[PROVIDED MATERIAL Boundary: Start]
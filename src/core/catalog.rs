//! In-process catalog of devices, pools and job definitions.
//!
//! The catalog owns the configured inventory and the structure of every
//! workflow. Run state (job status, runs, results) lives in the storage
//! layer instead.

use chrono::{DateTime, Utc};
use std::collections::{BTreeMap, HashMap};
use std::sync::RwLock;
use thiserror::Error;

use super::device::{Device, Pool, PoolError};
use super::job::Job;
use super::types::{DeviceId, JobId, PoolId};
use super::workflow::{EdgeSubtype, WorkflowEdge, WorkflowError};

/// Errors that can occur when reading or editing the catalog.
#[derive(Debug, Error)]
pub enum CatalogError {
    #[error("job not found: {0}")]
    JobNotFound(JobId),

    #[error("device not found: {0}")]
    DeviceNotFound(DeviceId),

    #[error("pool not found: {0}")]
    PoolNotFound(PoolId),

    #[error("job '{0}' is not a workflow")]
    NotAWorkflow(JobId),

    #[error("job already exists: {0}")]
    DuplicateJob(JobId),

    #[error(transparent)]
    Workflow(#[from] WorkflowError),

    #[error(transparent)]
    Pool(#[from] PoolError),

    #[error("catalog lock poisoned")]
    LockPoisoned,
}

/// Registry of devices, pools and jobs.
#[derive(Default)]
pub struct Catalog {
    devices: RwLock<BTreeMap<DeviceId, Device>>,
    pools: RwLock<BTreeMap<PoolId, Pool>>,
    jobs: RwLock<BTreeMap<JobId, Job>>,
}

impl Catalog {
    pub fn new() -> Self {
        Self::default()
    }

    pub fn insert_device(&self, device: Device) -> Result<(), CatalogError> {
        let mut devices = self.devices.write().map_err(|_| CatalogError::LockPoisoned)?;
        devices.insert(device.id.clone(), device);
        Ok(())
    }

    pub fn device(&self, id: &DeviceId) -> Result<Device, CatalogError> {
        let devices = self.devices.read().map_err(|_| CatalogError::LockPoisoned)?;
        devices
            .get(id)
            .cloned()
            .ok_or_else(|| CatalogError::DeviceNotFound(id.clone()))
    }

    pub fn devices(&self) -> Result<Vec<Device>, CatalogError> {
        let devices = self.devices.read().map_err(|_| CatalogError::LockPoisoned)?;
        Ok(devices.values().cloned().collect())
    }

    pub fn insert_pool(&self, pool: Pool) -> Result<(), CatalogError> {
        pool.validate()?;
        let mut pools = self.pools.write().map_err(|_| CatalogError::LockPoisoned)?;
        pools.insert(pool.id.clone(), pool);
        Ok(())
    }

    pub fn pool(&self, id: &PoolId) -> Result<Pool, CatalogError> {
        let pools = self.pools.read().map_err(|_| CatalogError::LockPoisoned)?;
        pools
            .get(id)
            .cloned()
            .ok_or_else(|| CatalogError::PoolNotFound(id.clone()))
    }

    pub fn pools(&self) -> Result<Vec<Pool>, CatalogError> {
        let pools = self.pools.read().map_err(|_| CatalogError::LockPoisoned)?;
        Ok(pools.values().cloned().collect())
    }

    /// Recompute a pool's membership against the current devices.
    ///
    /// The result is also stored as the pool's cached snapshot.
    pub fn compute_pool(&self, id: &PoolId) -> Result<Vec<DeviceId>, CatalogError> {
        let members = {
            let pools = self.pools.read().map_err(|_| CatalogError::LockPoisoned)?;
            let pool = pools
                .get(id)
                .ok_or_else(|| CatalogError::PoolNotFound(id.clone()))?;
            let devices = self.devices.read().map_err(|_| CatalogError::LockPoisoned)?;
            pool.compute_pool(devices.values())?
        };
        let mut pools = self.pools.write().map_err(|_| CatalogError::LockPoisoned)?;
        if let Some(pool) = pools.get_mut(id) {
            pool.cached_members = members.clone();
        }
        Ok(members)
    }

    /// Add a job, rejecting an existing id.
    pub fn add_job(&self, job: Job) -> Result<(), CatalogError> {
        let mut jobs = self.jobs.write().map_err(|_| CatalogError::LockPoisoned)?;
        if jobs.contains_key(&job.id) {
            return Err(CatalogError::DuplicateJob(job.id));
        }
        jobs.insert(job.id.clone(), job);
        Ok(())
    }

    /// Insert or replace a job.
    pub fn upsert_job(&self, job: Job) -> Result<(), CatalogError> {
        let mut jobs = self.jobs.write().map_err(|_| CatalogError::LockPoisoned)?;
        jobs.insert(job.id.clone(), job);
        Ok(())
    }

    pub fn job(&self, id: &JobId) -> Result<Job, CatalogError> {
        let jobs = self.jobs.read().map_err(|_| CatalogError::LockPoisoned)?;
        jobs.get(id)
            .cloned()
            .ok_or_else(|| CatalogError::JobNotFound(id.clone()))
    }

    pub fn job_by_name(&self, name: &str) -> Result<Option<Job>, CatalogError> {
        let jobs = self.jobs.read().map_err(|_| CatalogError::LockPoisoned)?;
        Ok(jobs.values().find(|job| job.name == name).cloned())
    }

    pub fn jobs(&self) -> Result<Vec<Job>, CatalogError> {
        let jobs = self.jobs.read().map_err(|_| CatalogError::LockPoisoned)?;
        Ok(jobs.values().cloned().collect())
    }

    /// Workflows that list `job` as a member.
    pub fn workflows_containing(&self, job: &JobId) -> Result<Vec<JobId>, CatalogError> {
        let jobs = self.jobs.read().map_err(|_| CatalogError::LockPoisoned)?;
        Ok(jobs
            .values()
            .filter(|candidate| {
                candidate
                    .as_workflow()
                    .is_some_and(|workflow| workflow.contains(job))
            })
            .map(|workflow| workflow.id.clone())
            .collect())
    }

    /// Apply `edit` to a workflow under the write lock.
    fn edit_workflow<T>(
        &self,
        workflow_id: &JobId,
        edit: impl FnOnce(&mut Job) -> Result<T, CatalogError>,
    ) -> Result<T, CatalogError> {
        let mut jobs = self.jobs.write().map_err(|_| CatalogError::LockPoisoned)?;
        let job = jobs
            .get_mut(workflow_id)
            .ok_or_else(|| CatalogError::JobNotFound(workflow_id.clone()))?;
        if job.as_workflow().is_none() {
            return Err(CatalogError::NotAWorkflow(workflow_id.clone()));
        }
        edit(job)
    }

    /// Add existing jobs as members of a workflow.
    ///
    /// Returns the ids actually added (members already present are skipped).
    pub fn add_jobs_to_workflow(
        &self,
        workflow_id: &JobId,
        job_ids: &[JobId],
    ) -> Result<Vec<JobId>, CatalogError> {
        {
            let jobs = self.jobs.read().map_err(|_| CatalogError::LockPoisoned)?;
            if let Some(missing) = job_ids.iter().find(|id| !jobs.contains_key(*id)) {
                return Err(CatalogError::JobNotFound(missing.clone()));
            }
        }
        self.edit_workflow(workflow_id, |job| {
            let workflow = job
                .as_workflow_mut()
                .ok_or_else(|| CatalogError::NotAWorkflow(workflow_id.clone()))?;
            Ok(job_ids
                .iter()
                .filter(|id| workflow.add_job((*id).clone()))
                .cloned()
                .collect())
        })
    }

    pub fn add_edge(
        &self,
        workflow_id: &JobId,
        subtype: EdgeSubtype,
        source: &JobId,
        destination: &JobId,
    ) -> Result<WorkflowEdge, CatalogError> {
        self.edit_workflow(workflow_id, |job| {
            let workflow = job
                .as_workflow_mut()
                .ok_or_else(|| CatalogError::NotAWorkflow(workflow_id.clone()))?;
            Ok(workflow
                .add_edge(subtype, source.clone(), destination.clone())?
                .clone())
        })
    }

    pub fn delete_edge(
        &self,
        workflow_id: &JobId,
        edge_name: &str,
    ) -> Result<WorkflowEdge, CatalogError> {
        self.edit_workflow(workflow_id, |job| {
            let workflow = job
                .as_workflow_mut()
                .ok_or_else(|| CatalogError::NotAWorkflow(workflow_id.clone()))?;
            Ok(workflow.remove_edge(edge_name)?)
        })
    }

    /// Remove a member and all of its edges. Returns the removed edges.
    pub fn delete_node(
        &self,
        workflow_id: &JobId,
        job_id: &JobId,
    ) -> Result<Vec<WorkflowEdge>, CatalogError> {
        let removed = self.edit_workflow(workflow_id, |job| {
            let workflow = job
                .as_workflow_mut()
                .ok_or_else(|| CatalogError::NotAWorkflow(workflow_id.clone()))?;
            Ok(workflow.remove_job(job_id)?)
        })?;
        let workflow_name = self.job(workflow_id)?.name;
        let mut jobs = self.jobs.write().map_err(|_| CatalogError::LockPoisoned)?;
        if let Some(member) = jobs.get_mut(job_id) {
            member.positions.remove(&workflow_name);
        }
        Ok(removed)
    }

    /// Store layout positions of members, keyed by the workflow's name.
    pub fn save_positions(
        &self,
        workflow_id: &JobId,
        positions: &HashMap<JobId, (f64, f64)>,
    ) -> Result<DateTime<Utc>, CatalogError> {
        let mut jobs = self.jobs.write().map_err(|_| CatalogError::LockPoisoned)?;
        let workflow_job = jobs
            .get_mut(workflow_id)
            .ok_or_else(|| CatalogError::JobNotFound(workflow_id.clone()))?;
        let workflow_name = workflow_job.name.clone();
        let workflow = workflow_job
            .as_workflow_mut()
            .ok_or_else(|| CatalogError::NotAWorkflow(workflow_id.clone()))?;
        workflow.reposition();
        let modified = workflow.last_modified.unwrap_or_else(Utc::now);

        for (job_id, position) in positions {
            if let Some(member) = jobs.get_mut(job_id) {
                member.positions.insert(workflow_name.clone(), *position);
            }
        }
        Ok(modified)
    }

    /// Copy a workflow under a new id and name.
    ///
    /// Members are shared with the original; positions are copied under the
    /// new name and every edge is renamed for the new id.
    pub fn duplicate_workflow(
        &self,
        workflow_id: &JobId,
        new_id: impl Into<JobId>,
        new_name: impl Into<String>,
    ) -> Result<Job, CatalogError> {
        let new_id = new_id.into();
        let new_name = new_name.into();
        let mut jobs = self.jobs.write().map_err(|_| CatalogError::LockPoisoned)?;
        if jobs.contains_key(&new_id) {
            return Err(CatalogError::DuplicateJob(new_id));
        }
        let original = jobs
            .get(workflow_id)
            .ok_or_else(|| CatalogError::JobNotFound(workflow_id.clone()))?;
        let workflow = original
            .as_workflow()
            .ok_or_else(|| CatalogError::NotAWorkflow(workflow_id.clone()))?;

        let mut copy = original.clone();
        copy.kind = super::job::JobKind::Workflow(workflow.duplicate(new_id.clone()));
        copy.id = new_id.clone();
        copy.name = new_name.clone();
        copy.positions.clear();
        let old_name = original.name.clone();
        let members = workflow.jobs().to_vec();

        for member in members {
            if let Some(job) = jobs.get_mut(&member) {
                if let Some(position) = job.positions.get(&old_name).copied() {
                    job.positions.insert(new_name.clone(), position);
                }
            }
        }
        jobs.insert(new_id, copy.clone());
        Ok(copy)
    }
}

#[cfg(test)]
mod tests {
    use super::*;
    use crate::core::device::MatchKind;
    use crate::core::job::Service;

    fn catalog() -> Catalog {
        let catalog = Catalog::new();
        for id in ["a", "b", "c"] {
            catalog
                .add_job(Job::service(id, id.to_uppercase(), Service::new("noop")))
                .unwrap();
        }
        catalog.add_job(Job::workflow("wf", "Workflow")).unwrap();
        catalog
            .add_jobs_to_workflow(&"wf".into(), &["a".into(), "b".into(), "c".into()])
            .unwrap();
        catalog
    }

    #[test]
    fn test_add_jobs_to_workflow_skips_existing() {
        let catalog = catalog();
        let added = catalog
            .add_jobs_to_workflow(&"wf".into(), &["a".into()])
            .unwrap();

        assert!(added.is_empty());
        assert_eq!(
            catalog.workflows_containing(&"a".into()).unwrap(),
            vec![JobId::new("wf")]
        );
    }

    #[test]
    fn test_add_jobs_to_workflow_unknown_job() {
        let catalog = catalog();
        let err = catalog
            .add_jobs_to_workflow(&"wf".into(), &["zz".into()])
            .unwrap_err();
        assert!(matches!(err, CatalogError::JobNotFound(id) if id.as_str() == "zz"));
    }

    #[test]
    fn test_delete_node_leaves_no_orphan_edges() {
        let catalog = catalog();
        let wf = JobId::new("wf");
        catalog
            .add_edge(&wf, EdgeSubtype::Success, &"a".into(), &"b".into())
            .unwrap();
        catalog
            .add_edge(&wf, EdgeSubtype::Failure, &"b".into(), &"c".into())
            .unwrap();

        let removed = catalog.delete_node(&wf, &"b".into()).unwrap();
        assert_eq!(removed.len(), 2);

        let job = catalog.job(&wf).unwrap();
        let workflow = job.as_workflow().unwrap();
        assert!(workflow.edges().is_empty());
        assert!(!workflow.contains(&"b".into()));
        assert!(catalog
            .delete_edge(&wf, "wf-success:a->b")
            .is_err());
    }

    #[test]
    fn test_edit_non_workflow() {
        let catalog = catalog();
        let err = catalog
            .add_edge(&"a".into(), EdgeSubtype::Success, &"b".into(), &"c".into())
            .unwrap_err();
        assert!(matches!(err, CatalogError::NotAWorkflow(_)));
    }

    #[test]
    fn test_save_positions_and_duplicate() {
        let catalog = catalog();
        let wf = JobId::new("wf");
        catalog
            .add_edge(&wf, EdgeSubtype::Success, &"a".into(), &"b".into())
            .unwrap();
        let mut positions = HashMap::new();
        positions.insert(JobId::new("a"), (10.0, 20.0));
        catalog.save_positions(&wf, &positions).unwrap();

        assert_eq!(
            catalog.job(&"a".into()).unwrap().positions["Workflow"],
            (10.0, 20.0)
        );

        let copy = catalog.duplicate_workflow(&wf, "wf2", "Copy").unwrap();
        let workflow = copy.as_workflow().unwrap();
        assert_eq!(workflow.edges()[0].name, "wf2-success:a->b");
        assert_eq!(
            catalog.job(&"a".into()).unwrap().positions["Copy"],
            (10.0, 20.0)
        );
        assert!(matches!(
            catalog.duplicate_workflow(&wf, "wf2", "Again"),
            Err(CatalogError::DuplicateJob(_))
        ));
    }

    #[test]
    fn test_compute_pool_updates_cache() {
        let catalog = Catalog::new();
        catalog
            .insert_device(Device::new("r1", "r1").with_property("vendor", "Cisco"))
            .unwrap();
        catalog
            .insert_device(Device::new("r2", "r2").with_property("vendor", "Arista"))
            .unwrap();
        catalog
            .insert_pool(Pool::new("cisco", "Cisco").with_criterion(
                "vendor",
                "Cisco",
                MatchKind::Equality,
            ))
            .unwrap();

        let members = catalog.compute_pool(&"cisco".into()).unwrap();
        assert_eq!(members, vec![DeviceId::new("r1")]);
        assert_eq!(
            catalog.pool(&"cisco".into()).unwrap().cached_members,
            members
        );
    }
}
[PROVIDED MATERIAL Boundary: End]
→ THE TASK
Pick every line from the listing holding the string "matches", and copy it.

→ WRITTEN RESPONSE
        assert!(matches!(err, CatalogError::JobNotFound(id) if id.as_str() == "zz"));
        assert!(matches!(err, CatalogError::NotAWorkflow(_)));
        assert!(matches!(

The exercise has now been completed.